Denver Post Tackles Long-Studied Problem of Tax-Funded Teachers Union Release Time

Update, 1/5/12: Chris Tessone at the Flypaper blog also makes note of the Denver Post story, correctly observing: “It’s difficult to make an argument that taxpayers should be directly subsidizing union leaders. Organized labor already extracts indirect subsidies by skimming dues from teachers’ paychecks, sometimes against the desires of teachers.”

Guess what! Just over a week ago I banged on a drum that may have started to hurt some of your ears by now. The drum is the madness of taxpayer-funded release time for Colorado teachers unions. And then (out of the blue?) yesterday the front page of the Denver Post shouts about “Colorado teachers unions under fire for taxpayer subsidies from school districts.” Thanks so much to reporter Karen Crummy not only for taking note of this issue my Education Policy Center friends have highlighted for years but also for doing lots of her own digging to tell a pretty disturbing story.

The Post‘s findings about the number of districts paying tax dollars for union officers and other teachers to leave the classroom, and the lack of accountability for the practice, track very closely with the findings in Independence Institute papers from 2004 and 2010. That’s probably why Crummy saw fit to interview and quote one of my Education Policy Center friends:

“It’s bad enough that they pay for union release time at all, but to not even have a basic level of accountability, especially in these tighter budget times?” said Ben DeGrow, an education policy analyst at the Independence Institute who has advocated that schools change union leave policies. “It’s kind of appalling.”

Yes, you could say that, especially when the article identified more than $5.8 million in taxpayer subsidies to teachers unions over the past five years. But don’t worry, the state’s largest teachers union gave the Post an answer for that:

“This impacts student achievement. People don’t understand the value of our role in helping the district function,” said Beverly Ingle, president of the Colorado Education Association.

Wow. Taking days to go the CEA Assembly and elect officers and conduct business for a private organization impacts student achievement? Lobbying against educator effectiveness legislation impacts student achievement? Negotiating a new union contract with taxpayer-paid employees on the other side of the table impacts student achievement? Enlisting volunteers for partisan political campaigns impacts student achievement? I could go on….

But strangely enough, it’s the comment only paragraphs later in Crummy’s story by a local CEA official — from the only one of Colorado’s largest 20 school districts identified as not having any taxpayer-subsidized union leave — that sends the most stinging rebuke:

“The way we look at it is, ‘Why would the district pay us not to be in the classroom?’ ” said Jim Smyth, president of the Mesa Valley Education Association.

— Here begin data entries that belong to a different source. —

// src/tokenizer/encoding.rs

use serde::{Deserialize, Serialize};
use std::collections::HashMap;
use std::ops::Range;

use crate::tokenizer::padding::PaddingDirection;
use crate::tokenizer::parallelism::*;
use crate::tokenizer::truncation::TruncationDirection;
use crate::tokenizer::{Error, Offsets, Result, Token};

/// The output of the pipeline for one input (single sequence or pair).
///
/// All the per-token vectors have the same length. Masks are `0`/`1` integers,
/// which is what models consume directly.
#[derive(Default, PartialEq, Debug, Clone, Serialize, Deserialize)]
pub struct Encoding {
    ids: Vec<u32>,
    type_ids: Vec<u32>,
    tokens: Vec<String>,
    /// Index of the word (pretoken) each token comes from. `None` for special tokens.
    words: Vec<Option<u32>>,
    /// Byte offsets in the original input.
    offsets: Vec<Offsets>,
    special_tokens_mask: Vec<u32>,
    attention_mask: Vec<u32>,
    /// What truncation cut away, as independent encodings.
    overflowing: Vec<Encoding>,
    /// Token range of each input sequence, keyed by sequence index.
    sequence_ranges: HashMap<usize, Range<usize>>,
}

impl Encoding {
    #[allow(clippy::too_many_arguments)]
    pub fn new(
        ids: Vec<u32>,
        type_ids: Vec<u32>,
        tokens: Vec<String>,
        words: Vec<Option<u32>>,
        offsets: Vec<Offsets>,
        special_tokens_mask: Vec<u32>,
        attention_mask: Vec<u32>,
        overflowing: Vec<Self>,
        sequence_ranges: HashMap<usize, Range<usize>>,
    ) -> Self {
        Self {
            ids,
            type_ids,
            tokens,
            words,
            offsets,
            special_tokens_mask,
            attention_mask,
            overflowing,
            sequence_ranges,
        }
    }

    pub fn with_capacity(len: usize) -> Self {
        Self {
            ids: Vec::with_capacity(len),
            type_ids: Vec::with_capacity(len),
            tokens: Vec::with_capacity(len),
            words: Vec::with_capacity(len),
            offsets: Vec::with_capacity(len),
            special_tokens_mask: Vec::with_capacity(len),
            attention_mask: Vec::with_capacity(len),
            overflowing: vec![],
            sequence_ranges: HashMap::new(),
        }
    }

    /// Build an encoding of regular (non special) tokens sharing one type id.
    pub fn from_tokens(tokens: Vec<Token>, type_id: u32) -> Self {
        let mut encoding = Self::with_capacity(tokens.len());
        for token in tokens {
            encoding.push(token, None, type_id);
        }
        encoding
    }

    pub(crate) fn push(&mut self, token: Token, word: Option<u32>, type_id: u32) {
        self.ids.push(token.id);
        self.tokens.push(token.value);
        self.offsets.push(token.offsets);
        self.words.push(word);
        self.type_ids.push(type_id);
        self.special_tokens_mask.push(0);
        self.attention_mask.push(1);
    }

    pub fn is_empty(&self) -> bool {
        self.ids.is_empty()
    }

    pub fn len(&self) -> usize {
        self.ids.len()
    }

    pub fn n_sequences(&self) -> usize {
        if self.sequence_ranges.is_empty() {
            1
        } else {
            self.sequence_ranges.len()
        }
    }

    /// Mark the whole encoding as sequence `sequence_id`.
    pub fn set_sequence_id(&mut self, sequence_id: usize) {
        self.sequence_ranges.insert(sequence_id, 0..self.len());
    }

    pub fn get_tokens(&self) -> &[String] {
        &self.tokens
    }

    pub fn get_word_ids(&self) -> &[Option<u32>] {
        &self.words
    }

    pub fn get_sequence_ids(&self) -> Vec<Option<usize>> {
        let mut sequences = vec![None; self.len()];
        for seq_id in 0..self.n_sequences() {
            let range = self.sequence_range(seq_id);
            for slot in &mut sequences[range] {
                *slot = Some(seq_id);
            }
        }
        sequences
    }

    pub fn get_ids(&self) -> &[u32] {
        &self.ids
    }

    pub fn get_type_ids(&self) -> &[u32] {
        &self.type_ids
    }

    pub fn set_type_ids(&mut self, type_ids: Vec<u32>) {
        self.type_ids = type_ids;
    }

    pub fn get_offsets(&self) -> &[Offsets] {
        &self.offsets
    }

    pub fn get_special_tokens_mask(&self) -> &[u32] {
        &self.special_tokens_mask
    }

    pub fn get_attention_mask(&self) -> &[u32] {
        &self.attention_mask
    }

    pub fn get_overflowing(&self) -> &Vec<Encoding> {
        &self.overflowing
    }

    pub fn set_overflowing(&mut self, overflowing: Vec<Encoding>) {
        self.overflowing = overflowing;
    }

    pub fn get_overflowing_mut(&mut self) -> &mut Vec<Encoding> {
        &mut self.overflowing
    }

    pub fn take_overflowing(&mut self) -> Vec<Encoding> {
        std::mem::take(&mut self.overflowing)
    }

    pub(crate) fn process_tokens_with_offsets_mut<F>(&mut self, func: F)
    where
        F: FnMut((usize, (&String, &mut Offsets))),
    {
        self.tokens
            .iter()
            .zip(self.offsets.iter_mut())
            .enumerate()
            .for_each(func)
    }

    /// Token range covered by the given sequence.
    pub fn sequence_range(&self, sequence_id: usize) -> Range<usize> {
        self.sequence_ranges
            .get(&sequence_id)
            .cloned()
            .unwrap_or(0..self.len())
    }

    /// Index of the sequence containing the given token.
    pub fn token_to_sequence(&self, token: usize) -> Option<usize> {
        if token >= self.len() {
            None
        } else if self.sequence_ranges.is_empty() {
            Some(0)
        } else {
            self.sequence_ranges.iter().find_map(|(seq_id, range)| {
                if range.contains(&token) {
                    Some(*seq_id)
                } else {
                    None
                }
            })
        }
    }

    pub fn token_to_word(&self, token: usize) -> Option<(usize, u32)> {
        Some((self.token_to_sequence(token)?, (*self.words.get(token)?)?))
    }

    /// Index of the token covering byte `pos` of the original input of `sequence_id`.
    pub fn char_to_token(&self, pos: usize, sequence_id: usize) -> Option<usize> {
        let range = self.sequence_range(sequence_id);
        self.offsets[range.clone()]
            .iter()
            .position(|(start, end)| *start <= pos && pos < *end)
            .map(|i| i + range.start)
    }

    /// A copy of the given token range, without overflowing or sequence info.
    fn slice(&self, range: Range<usize>) -> Encoding {
        Encoding {
            ids: self.ids[range.clone()].to_vec(),
            type_ids: self.type_ids[range.clone()].to_vec(),
            tokens: self.tokens[range.clone()].to_vec(),
            words: self.words[range.clone()].to_vec(),
            offsets: self.offsets[range.clone()].to_vec(),
            special_tokens_mask: self.special_tokens_mask[range.clone()].to_vec(),
            attention_mask: self.attention_mask[range].to_vec(),
            overflowing: vec![],
            sequence_ranges: HashMap::new(),
        }
    }

    /// Keep at most `max_len` tokens, the rest moving into `overflowing`.
    ///
    /// The removed tokens are cut in windows of `max_len` tokens, consecutive
    /// windows sharing `stride` tokens. Truncating an encoding that already fits
    /// is a no-op.
    pub fn truncate(
        &mut self,
        max_len: usize,
        stride: usize,
        direction: TruncationDirection,
    ) -> Result<()> {
        let encoding_len = self.len();
        if max_len >= encoding_len {
            return Ok(());
        }

        if max_len == 0 {
            let whole = std::mem::replace(self, Encoding::with_capacity(0));
            self.overflowing.push(whole);
            return Ok(());
        }

        if stride >= max_len {
            return Err(Error::Truncation(format!(
                "stride ({stride}) must be strictly less than the truncated length ({max_len})"
            )));
        }

        let step = max_len - stride;
        let mut reached_end = false;
        let parts: Vec<Range<usize>> = match direction {
            TruncationDirection::Right => (0..encoding_len)
                .step_by(step)
                .map_while(|start| {
                    if reached_end {
                        return None;
                    }
                    let stop = (start + max_len).min(encoding_len);
                    reached_end = stop == encoding_len;
                    Some(start..stop)
                })
                .collect(),
            TruncationDirection::Left => (0..encoding_len)
                .rev()
                .step_by(step)
                .map_while(|last| {
                    if reached_end {
                        return None;
                    }
                    let stop = last + 1;
                    let start = stop.saturating_sub(max_len);
                    reached_end = start == 0;
                    Some(start..stop)
                })
                .collect(),
        };

        let mut parts = parts.into_iter().map(|range| self.slice(range));
        let Some(mut kept) = parts.next() else {
            return Ok(());
        };
        kept.overflowing = parts.collect();
        *self = kept;
        Ok(())
    }

    /// Concatenate several encodings into one.
    pub fn merge<I: IntoIterator<Item = Encoding>>(encodings: I, growing_offsets: bool) -> Self {
        let mut encoding = Encoding::default();
        for sub in encodings {
            encoding.merge_with(sub, growing_offsets);
        }
        encoding
    }

    /// Append `pair` to this encoding.
    ///
    /// Overflowing parts are combined: each of ours with `pair` and with each of
    /// `pair`'s, then ourself with each of `pair`'s.
    pub fn merge_with(&mut self, pair: Encoding, growing_offsets: bool) {
        let mut overflowings = vec![];

        for self_o in &self.overflowing {
            let mut n_encoding = self_o.clone();
            n_encoding.merge_with(pair.clone(), growing_offsets);
            overflowings.push(n_encoding);

            for other_o in &pair.overflowing {
                let mut n_encoding = self_o.clone();
                n_encoding.merge_with(other_o.clone(), growing_offsets);
                overflowings.push(n_encoding);
            }
        }
        for other_o in &pair.overflowing {
            let mut n_encoding = self.clone();
            n_encoding.overflowing.clear();
            n_encoding.merge_with(other_o.clone(), growing_offsets);
            overflowings.push(n_encoding);
        }

        let original_self_len = self.len();
        self.sequence_ranges
            .extend(pair.sequence_ranges.into_iter().map(|(seq_id, range)| {
                (
                    seq_id,
                    original_self_len + range.start..original_self_len + range.end,
                )
            }));
        self.ids.extend(pair.ids);
        self.type_ids.extend(pair.type_ids);
        self.tokens.extend(pair.tokens);
        self.words.extend(pair.words);

        let starting_offset = if growing_offsets {
            self.offsets.last().map_or(0, |o| o.1)
        } else {
            0
        };
        self.offsets.extend(
            pair.offsets
                .into_iter()
                .map(|(start, end)| (start + starting_offset, end + starting_offset)),
        );
        self.special_tokens_mask.extend(pair.special_tokens_mask);
        self.attention_mask.extend(pair.attention_mask);
        self.overflowing = overflowings;
    }

    /// Pad up to `target_length` tokens. Never removes anything: an encoding
    /// that is already long enough is left untouched. Overflowing parts are
    /// padded too.
    pub fn pad(
        &mut self,
        target_length: usize,
        pad_id: u32,
        pad_type_id: u32,
        pad_token: &str,
        direction: PaddingDirection,
    ) {
        self.overflowing.maybe_par_iter_mut().for_each(|encoding| {
            encoding.pad(target_length, pad_id, pad_type_id, pad_token, direction)
        });

        if self.len() >= target_length {
            return;
        }
        let pad_length = target_length - self.len();

        match direction {
            PaddingDirection::Left => {
                self.ids = std::iter::repeat_n(pad_id, pad_length)
                    .chain(self.ids.drain(..))
                    .collect();
                self.type_ids = std::iter::repeat_n(pad_type_id, pad_length)
                    .chain(self.type_ids.drain(..))
                    .collect();
                self.tokens = std::iter::repeat_n(pad_token.to_owned(), pad_length)
                    .chain(self.tokens.drain(..))
                    .collect();
                self.words = std::iter::repeat_n(None, pad_length)
                    .chain(self.words.drain(..))
                    .collect();
                self.attention_mask = std::iter::repeat_n(0, pad_length)
                    .chain(self.attention_mask.drain(..))
                    .collect();
                self.special_tokens_mask = std::iter::repeat_n(1, pad_length)
                    .chain(self.special_tokens_mask.drain(..))
                    .collect();
                self.offsets = std::iter::repeat_n((0, 0), pad_length)
                    .chain(self.offsets.drain(..))
                    .collect();
                self.sequence_ranges
                    .iter_mut()
                    .for_each(|(_, range)| *range = (range.start + pad_length)..(range.end + pad_length));
            }
            PaddingDirection::Right => {
                self.ids.extend(std::iter::repeat_n(pad_id, pad_length));
                self.type_ids.extend(std::iter::repeat_n(pad_type_id, pad_length));
                self.tokens
                    .extend(std::iter::repeat_n(pad_token.to_owned(), pad_length));
                self.words.extend(std::iter::repeat_n(None, pad_length));
                self.attention_mask.extend(std::iter::repeat_n(0, pad_length));
                self.special_tokens_mask
                    .extend(std::iter::repeat_n(1, pad_length));
                self.offsets.extend(std::iter::repeat_n((0, 0), pad_length));
            }
        }
    }
}

impl std::iter::FromIterator<Encoding> for Encoding {
    fn from_iter<I: IntoIterator<Item = Encoding>>(iter: I) -> Self {
        Self::merge(iter, false)
    }
}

I am told that way back in 2003 a bill to outlaw taxpayer-subsidized union release time almost passed the legislature. Too bad it was almost. In these tough budget times, it might make a difference for a few teachers who are being laid off. If publicly-funded union perks aren’t on the chopping block now, then how can the cries of abject poverty be taken seriously?

Maybe, just maybe, the attention this time will make a difference for fiscal sanity and educational accountability.